Digitisation, together with other technological, environmental and social challenges, is expected to lead to a further accelerated transformation of the world of work. The question arises which competencies and skills are needed to effectively cope the resulting structural changes. A greater part of the answer to this question can be derived from information about the most up-to-date requirements for jobs that firms are planning to create in the (near) future. We argue that such information can be found in job advertisements, because job advertisements potentially list skill requirements that, beside others, were generally not known before or that were not yet specific to the job title of the job advertisement.
We present our initial analyses of job advertisements that stem from a large German employment website that is run by the German Federal Employment Agency. To begin with, we rely on existing dictionaries on skill requirements that are used in personnel administration and career advice to systematically evaluate the unstructured texts of job advertisements. Before we assign the terms from the text to the terms from the dictionaries, the text material from the job advertisements and the dictionaries were pre-processed in manifold ways, e.g., to reduce different inflected words with the same meaning to their same word stem. Terms from the text, that we could not assign, are manually assessed by an expert group that classified these terms either as new, as a known term from the dictionaries or as not being a skill requirement. We validated the results by conducting a consensual validation procedure. To generate suggestions for this assignment, we used word-embedding procedures beside other simpler search strategies.
Our method allows us indeed to identify “new skills” and also an assessment of their current importance.

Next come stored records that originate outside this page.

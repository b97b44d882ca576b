//! Core business logic abstractions

pub mod config;
pub mod error;
pub mod log;
pub mod nav;
pub mod profit;
pub mod series;

// Re-export main types for cleaner imports
pub use error::ProfitError;
pub use nav::{NavProvider, RawNavRecord};
pub use profit::{ProfitBreakdown, ProfitCalculator, ProfitRequest};
pub use series::NavSeries;
// Logging initialization shared by the server and the CLI
use tracing::level_filters::LevelFilter;
use tracing_subscriber::{
    EnvFilter, filter::Targets, fmt, prelude::__tracing_subscriber_SubscriberExt,
    util::SubscriberInitExt,
};

pub fn init_logging(verbose: bool) {
    let (level_filter, level) = if verbose {
        (LevelFilter::DEBUG, "debug")
    } else {
        (LevelFilter::INFO, "info")
    };
    let app_filter = Targets::new()
        .with_target("mfprofit", level_filter)
        .with_target("tower_http", level_filter)
        .with_default(LevelFilter::WARN);
    let env_filter = EnvFilter::try_from_default_env().unwrap_or_else(|_| EnvFilter::new(level));

    tracing_subscriber::registry()
        .with(fmt::layer().pretty().without_time())
        .with(app_filter)
        .with(env_filter)
        .init();
}
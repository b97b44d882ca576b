pub mod api;
pub mod cli;
pub mod core;
pub mod providers;

use crate::core::ProfitCalculator;
use crate::core::config::AppConfig;
use crate::providers::mfapi_provider::MfApiProvider;
use anyhow::Result;
use std::sync::Arc;
use tracing::{debug, info};

pub enum AppCommand {
    Serve {
        host: Option<String>,
        port: Option<u16>,
    },
    Profit {
        scheme_codes: Vec<String>,
        start_date: String,
        end_date: String,
        capital: Option<f64>,
    },
}

pub fn load_config(config_path: Option<&str>) -> Result<AppConfig> {
    let config = match config_path {
        Some(path) => AppConfig::load_from_path(path)?,
        None => AppConfig::load()?,
    };
    debug!("Loaded config: {config:#?}");
    Ok(config)
}

pub fn build_calculator(config: &AppConfig) -> Result<Arc<ProfitCalculator>> {
    let provider = MfApiProvider::new(&config.provider)?;
    Ok(Arc::new(ProfitCalculator::new(
        Arc::new(provider),
        config.lookahead_days,
    )))
}

pub async fn run_command(command: AppCommand, config_path: Option<&str>) -> Result<()> {
    let mut config = load_config(config_path)?;
    let calculator = build_calculator(&config)?;

    match command {
        AppCommand::Serve { host, port } => {
            if let Some(host) = host {
                config.server.host = host;
            }
            if let Some(port) = port {
                config.server.port = port;
            }
            info!("Mutual fund profit server starting...");
            let state = api::AppState {
                calculator,
                default_capital: config.default_capital,
            };
            api::serve(&config.server, state).await
        }
        AppCommand::Profit {
            scheme_codes,
            start_date,
            end_date,
            capital,
        } => {
            cli::profit::run(
                &calculator,
                &scheme_codes,
                &start_date,
                &end_date,
                capital.unwrap_or(config.default_capital),
            )
            .await
        }
    }
}
//! HTTP API
//!
//! `GET /profit` computes the net profit for a scheme between two dates and
//! `GET /health` reports liveness.

pub mod error;
pub mod handlers;

use crate::core::ProfitCalculator;
use crate::core::config::ServerConfig;
use anyhow::{Context, Result};
use axum::{Router, routing::get};
use std::sync::Arc;
use tokio::net::TcpListener;
use tower_http::trace::TraceLayer;
use tracing::info;

/// Application state shared across handlers
#[derive(Clone)]
pub struct AppState {
    pub calculator: Arc<ProfitCalculator>,
    pub default_capital: f64,
}

pub fn create_router(state: AppState) -> Router {
    Router::new()
        .route("/profit", get(handlers::profit))
        .route("/health", get(handlers::health))
        .layer(TraceLayer::new_for_http())
        .with_state(state)
}

/// Serves the API until Ctrl-C is received.
pub async fn serve(config: &ServerConfig, state: AppState) -> Result<()> {
    let addr = config.addr();
    let listener = TcpListener::bind(&addr)
        .await
        .with_context(|| format!("Failed to bind to {addr}"))?;
    info!(%addr, "Server listening");

    axum::serve(listener, create_router(state))
        .with_graceful_shutdown(shutdown_signal())
        .await
        .context("Server error")?;

    info!("Server shutdown complete");
    Ok(())
}

async fn shutdown_signal() {
    if let Err(e) = tokio::signal::ctrl_c().await {
        tracing::error!(error = %e, "Failed to listen for shutdown signal");
    }
}
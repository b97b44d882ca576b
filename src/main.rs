use anyhow::Result;
use clap::{CommandFactory, Parser, Subcommand};
use mfprofit::core::log::init_logging;

#[derive(Parser)]
#[command(version, about)]
struct Cli {
    /// Enable verbose logging
    #[arg(short, long, global = true)]
    verbose: bool,

    /// Path to optional configuration file
    #[arg(short, long, global = true)]
    config_path: Option<String>,

    #[command(subcommand)]
    command: Option<Commands>,
}

#[derive(Subcommand)]
enum Commands {
    /// Create default configuration
    Setup,
    /// Run the HTTP server
    Serve {
        /// Address to bind, overrides the configuration
        #[arg(long)]
        host: Option<String>,
        /// Port to bind, overrides the configuration
        #[arg(long)]
        port: Option<u16>,
    },
    /// Calculate profit for one or more schemes
    Profit {
        /// Purchase date (dd-mm-yyyy)
        #[arg(short, long)]
        start: String,
        /// Redemption date (dd-mm-yyyy)
        #[arg(short, long)]
        end: String,
        /// Initial investment amount
        #[arg(long)]
        capital: Option<f64>,
        /// Scheme codes
        #[arg(required = true)]
        scheme_codes: Vec<String>,
    },
}

impl From<Commands> for mfprofit::AppCommand {
    fn from(cmd: Commands) -> mfprofit::AppCommand {
        match cmd {
            Commands::Serve { host, port } => mfprofit::AppCommand::Serve { host, port },
            Commands::Profit {
                start,
                end,
                capital,
                scheme_codes,
            } => mfprofit::AppCommand::Profit {
                scheme_codes,
                start_date: start,
                end_date: end,
                capital,
            },
            Commands::Setup => unreachable!("Setup command should be handled separately"),
        }
    }
}

#[tokio::main]
async fn main() -> Result<()> {
    let cli = Cli::parse();

    init_logging(cli.verbose);

    let result = match cli.command {
        Some(Commands::Setup) => mfprofit::cli::setup::setup(),
        Some(cmd) => mfprofit::run_command(cmd.into(), cli.config_path.as_deref()).await,
        None => {
            Cli::command().print_help()?;
            Ok(())
        }
    };

    if let Err(e) = &result {
        tracing::error!(error = %e, "Application failed");
    }
    result
}
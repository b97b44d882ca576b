//! API error handling

use axum::{
    Json,
    extract::rejection::QueryRejection,
    http::StatusCode,
    response::{IntoResponse, Response},
};
use serde::Serialize;
use thiserror::Error;

#[derive(Debug, Error)]
pub enum ApiError {
    #[error("Validation error: {0}")]
    Validation(String),
}

/// Error response body
#[derive(Debug, Serialize)]
pub struct ErrorResponse {
    pub error: String,
    pub message: String,
}

impl IntoResponse for ApiError {
    fn into_response(self) -> Response {
        let (status, error_type, message) = match self {
            ApiError::Validation(msg) => (StatusCode::UNPROCESSABLE_ENTITY, "validation_error", msg),
        };

        let body = ErrorResponse {
            error: error_type.to_string(),
            message,
        };

        (status, Json(body)).into_response()
    }
}

impl From<QueryRejection> for ApiError {
    fn from(rejection: QueryRejection) -> Self {
        ApiError::Validation(rejection.body_text())
    }
}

Measuring employment rate using job vacancy indicator

Mr Irfan Sampe (Bank Indonesia)
Mrs Anggraini Widjanarti (Bank Indonesia) - Presenting Author
Ms Arinda Dwi Okfantia (Bank Indonesia)

The way to look for a job in Indonesia is changing rapidly. The internet is the preferred way for Indonesian job seekers to look for work, shown by the number of visits to two of the largest online job vacancy ads in Indonesia that has reached 10.81 million per month. With the job vacancy ads data are publicly available, there are a lot of country that utilize it to construct labor indicator, especially labor demand. Currently, labor indicators in Indonesia are very scarce. They solely rely on National Labour Force Survey that conducted semi-annual and published two and half month after the survey. Therefore, it is pivotal to develop timely and punctual labor indicator in Indonesia. In this paper we study employment rates and their interconnection with labor demand that we extract from job vacancy ads data. Our results show that the usage of job vacant indicator contribute to improving the scarceness of labor indicators in Indonesia, specifically it can be used as prompt indicator to measure employment rates in Indonesia.